**Your assignment**.
Below are lines of data; give the number of them that contain "Fail", and only that.

**Data for analysis**.
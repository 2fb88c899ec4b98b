//! `wbs config` commands.

use std::path::{Path, PathBuf};

use serde::Serialize;

use super::{Output, to_json_string};
use crate::Result;
use crate::config::{
    CONFIG_KEYS, ConfigOverrides, TrestleConfig, resolve_config, session_config_path,
    system_config_path,
};
use crate::storage::Storage;
use crate::Error;

fn session_root(repo_path: &Path) -> Result<Option<PathBuf>> {
    if Storage::exists(repo_path)? {
        Ok(Some(Storage::open(repo_path)?.root().to_path_buf()))
    } else {
        Ok(None)
    }
}

#[derive(Serialize)]
pub struct ConfigValue {
    pub key: String,
    pub value: String,
    pub source: String,
}

impl Output for ConfigValue {
    fn to_json(&self) -> String {
        to_json_string(self)
    }

    fn to_human(&self) -> String {
        format!("{} = {} ({})", self.key, self.value, self.source)
    }
}

#[derive(Serialize)]
pub struct ConfigList {
    pub entries: Vec<ConfigValue>,
}

impl Output for ConfigList {
    fn to_json(&self) -> String {
        to_json_string(self)
    }

    fn to_human(&self) -> String {
        self.entries
            .iter()
            .map(ConfigValue::to_human)
            .collect::<Vec<_>>()
            .join("\n")
    }
}

pub fn config_list(repo_path: &Path, overrides: &ConfigOverrides) -> Result<ConfigList> {
    let root = session_root(repo_path)?;
    let resolved = resolve_config(root.as_deref(), overrides)?;
    let entries = resolved
        .entries()
        .into_iter()
        .map(|(key, value, source)| ConfigValue {
            key: key.to_string(),
            value,
            source: source.to_string(),
        })
        .collect();
    Ok(ConfigList { entries })
}

pub fn config_get(repo_path: &Path, overrides: &ConfigOverrides, key: &str) -> Result<ConfigValue> {
    if !CONFIG_KEYS.contains(&key) {
        // Reuse the schema's unknown-key message
        TrestleConfig::new().get(key)?;
    }
    config_list(repo_path, overrides)?
        .entries
        .into_iter()
        .find(|e| e.key == key)
        .ok_or_else(|| Error::Config(format!("Unknown config key: {}", key)))
}

#[derive(Serialize)]
pub struct ConfigSetResult {
    pub key: String,
    pub value: String,
    pub path: String,
}

impl Output for ConfigSetResult {
    fn to_json(&self) -> String {
        to_json_string(self)
    }

    fn to_human(&self) -> String {
        format!("Set {} = {} in {}", self.key, self.value, self.path)
    }
}

/// Write `key` to the session config, or the system config with `system`.
pub fn config_set(repo_path: &Path, key: &str, value: &str, system: bool) -> Result<ConfigSetResult> {
    let path = if system {
        system_config_path()?
    } else {
        let root = session_root(repo_path)?.ok_or(Error::NotInitialized)?;
        session_config_path(&root)
    };

    let mut config = TrestleConfig::load(&path)?;
    config.set(key, value)?;
    config.store(&path)?;

    let stored = config.get(key)?.unwrap_or_else(|| value.to_string());
    tracing::info!(key, value = %stored, path = %path.display(), "updated config");
    Ok(ConfigSetResult {
        key: key.to_string(),
        value: stored,
        path: path.display().to_string(),
    })
}
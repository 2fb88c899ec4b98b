//! Task engine: dependency checks, status-driven dates, and the critical flag.

use std::collections::BTreeSet;

use chrono::{Days, NaiveDate};

use super::{Context, Engine, Saved, advise, inclusive_days, validate_dates, validate_progress};
use crate::models::graph::{find_dependency_cycle, format_path};
use crate::models::{Advisory, TaskNode, TaskStatus};
use crate::storage::{DocumentStore, TaskFilter};
use crate::{Error, Result};

/// Apply status-driven progress and actual-date defaults.
pub fn update_task_progress(task: &mut TaskNode, today: NaiveDate) {
    match task.status {
        TaskStatus::Completed => {
            task.progress = 100.0;
            if task.actual_end_date.is_none() {
                task.actual_end_date = Some(today);
            }
        }
        TaskStatus::InProgress => {
            if task.actual_start_date.is_none() {
                task.actual_start_date = Some(today);
            }
        }
        TaskStatus::NotStarted => {
            task.progress = 0.0;
            task.actual_start_date = None;
            task.actual_end_date = None;
        }
    }
}

/// Planned and actual inclusive durations, plus their difference.
pub fn calculate_task_duration(task: &mut TaskNode) {
    task.duration_days = inclusive_days(task.start_date, task.end_date);
    task.actual_duration_days = inclusive_days(task.actual_start_date, task.actual_end_date);
    task.duration_variance_days = match (task.duration_days, task.actual_duration_days) {
        (Some(planned), Some(actual)) => Some(actual - planned),
        _ => None,
    };
}

pub fn calculate_resource_cost(task: &mut TaskNode) {
    task.total_cost = task.costs.total();
}

/// Average slip in days between planned and actual dates.
///
/// Returns 0 until both start dates are known. The end slip is averaged in
/// once both end dates are known; until then the start slip stands alone.
pub fn schedule_variance_days(task: &TaskNode) -> f64 {
    let slip = |planned: Option<NaiveDate>, actual: Option<NaiveDate>| match (planned, actual) {
        (Some(p), Some(a)) => Some((a - p).num_days() as f64),
        _ => None,
    };

    let Some(start) = slip(task.start_date, task.actual_start_date) else {
        return 0.0;
    };
    match slip(task.end_date, task.actual_end_date) {
        Some(end) => (start + end) / 2.0,
        None => start,
    }
}

impl<S: DocumentStore> Engine<S> {
    /// Fail if the task's dependency set leads back to a task on the path.
    ///
    /// The task's own dependencies come from `task`, not the store, so an
    /// unsaved edit is checked as written.
    pub fn check_circular_dependency(&self, task: &TaskNode) -> Result<()> {
        let cycle = find_dependency_cycle(&task.id, |id| {
            if id == task.id {
                Ok(task.depends_on.iter().cloned().collect())
            } else {
                Ok::<_, Error>(self.store.get_task(id)?.depends_on.into_iter().collect())
            }
        })?;

        match cycle {
            Some(path) => Err(Error::CircularDependency(format_path(&path))),
            None => Ok(()),
        }
    }

    /// Fail if the task is planned to start before all its dependencies end.
    pub fn validate_dependencies(&self, task: &TaskNode) -> Result<()> {
        let mut latest_end: Option<NaiveDate> = None;
        for dep_id in &task.depends_on {
            let dep = self.store.get_task(dep_id)?;
            if let Some(end) = dep.end_date {
                latest_end = Some(latest_end.map_or(end, |l| l.max(end)));
            }
        }

        if let (Some(start), Some(earliest)) = (task.start_date, latest_end) {
            if start < earliest {
                return Err(Error::DependencyNotSatisfied {
                    task: task.id.clone(),
                    earliest,
                });
            }
        }
        Ok(())
    }

    /// Flag a task that has a dependency or a same-project dependent.
    pub fn check_critical_path(&self, task: &mut TaskNode) -> Result<()> {
        task.is_critical_path = !task.depends_on.is_empty()
            || self
                .store
                .exists_task(&TaskFilter::dependents_of(&task.project_id, &task.id))?;
        Ok(())
    }

    /// Suggested start dates for dependents freed up by a completed task.
    pub fn update_dependent_tasks(&self, task: &TaskNode) -> Result<Vec<Advisory>> {
        let mut advisories = Vec::new();
        if task.status != TaskStatus::Completed {
            return Ok(advisories);
        }
        let Some(actual_end) = task.actual_end_date else {
            return Ok(advisories);
        };
        let Some(suggested_start) = actual_end.checked_add_days(Days::new(1)) else {
            return Ok(advisories);
        };

        let dependents = self
            .store
            .list_tasks(&TaskFilter::dependents_of(&task.project_id, &task.id))?;
        for dependent in dependents {
            if dependent.actual_start_date.is_some() {
                continue;
            }
            if dependent.start_date.is_some_and(|s| s >= suggested_start) {
                continue;
            }
            if !self.dependencies_completed(&dependent, task)? {
                continue;
            }
            advise(
                &mut advisories,
                Advisory::SuggestedStart {
                    task_id: dependent.id,
                    completed_task_id: task.id.clone(),
                    suggested_start,
                },
            );
        }
        Ok(advisories)
    }

    fn dependencies_completed(&self, dependent: &TaskNode, completed: &TaskNode) -> Result<bool> {
        for dep_id in &dependent.depends_on {
            let status = if *dep_id == completed.id {
                completed.status
            } else {
                self.store.get_task(dep_id)?.status
            };
            if status != TaskStatus::Completed {
                return Ok(false);
            }
        }
        Ok(true)
    }

    /// Validate, derive, and persist a task, then refresh everything that depends on it.
    pub fn save_task(&mut self, mut task: TaskNode, ctx: &Context) -> Result<Saved<TaskNode>> {
        let mut advisories = Vec::new();

        validate_dates(task.start_date, task.end_date)?;
        validate_progress(&task.id, task.progress)?;
        self.check_alignment(&task.id, &task.project_id, task.start_date, task.end_date, &mut advisories)?;
        if let Some(ref wbs_id) = task.wbs_id {
            self.store.get_wbs(wbs_id)?;
        }

        self.check_circular_dependency(&task)?;
        self.validate_dependencies(&task)?;

        update_task_progress(&mut task, ctx.today);
        validate_dates(task.actual_start_date, task.actual_end_date)?;
        calculate_task_duration(&mut task);
        calculate_resource_cost(&mut task);
        self.check_critical_path(&mut task)?;

        // Dependencies removed by this save may lose their critical flag
        let previous_deps = match self.store.get_task(&task.id) {
            Ok(prev) => prev.depends_on,
            Err(Error::NotFound(_)) => BTreeSet::new(),
            Err(e) => return Err(e),
        };

        if task.version == 0 && task.prepared_by.is_none() {
            task.prepared_by = Some(ctx.actor.clone());
        }
        task.updated_by = Some(ctx.actor.clone());

        let saved = self.store.save_task(&task)?;
        tracing::info!(
            task = %saved.id,
            version = saved.version,
            status = %saved.status,
            actor = %ctx.actor,
            "saved task"
        );

        for dep_id in previous_deps.union(&saved.depends_on) {
            self.refresh_critical_flag(dep_id)?;
        }

        self.refresh_project_progress(&saved.project_id)?;
        advisories.extend(self.update_dependent_tasks(&saved)?);

        if let Some(ref wbs_id) = saved.wbs_id {
            if let Some(node) = self.store.find_wbs(wbs_id)? {
                let synced = self.save_wbs(node, ctx)?;
                advisories.extend(synced.advisories);
            }
        }

        Ok(Saved {
            doc: saved,
            advisories,
        })
    }

    /// Recompute the critical flag of a stored task, saving only on change.
    fn refresh_critical_flag(&mut self, id: &str) -> Result<()> {
        let mut task = match self.store.get_task(id) {
            Ok(task) => task,
            Err(Error::NotFound(_)) => return Ok(()),
            Err(e) => return Err(e),
        };

        let was_critical = task.is_critical_path;
        self.check_critical_path(&mut task)?;
        if task.is_critical_path != was_critical {
            tracing::debug!(task = %id, critical = task.is_critical_path, "critical flag changed");
            self.store.save_task(&task)?;
        }
        Ok(())
    }

    /// Add `depends_on` to a task's dependency set and re-save it.
    pub fn add_dependency(&mut self, task_id: &str, depends_on: &str, ctx: &Context) -> Result<Saved<TaskNode>> {
        let mut task = self.store.get_task(task_id)?;
        if !task.depends_on.insert(depends_on.to_string()) {
            return Err(Error::InvalidInput(format!(
                "{} already depends on {}",
                task_id, depends_on
            )));
        }
        self.save_task(task, ctx)
    }

    /// Remove `depends_on` from a task's dependency set and re-save it.
    pub fn remove_dependency(&mut self, task_id: &str, depends_on: &str, ctx: &Context) -> Result<Saved<TaskNode>> {
        let mut task = self.store.get_task(task_id)?;
        if !task.depends_on.remove(depends_on) {
            return Err(Error::NotFound(format!(
                "Dependency not found: {} -> {}",
                task_id, depends_on
            )));
        }
        self.save_task(task, ctx)
    }
}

**Answer to this problem**.
2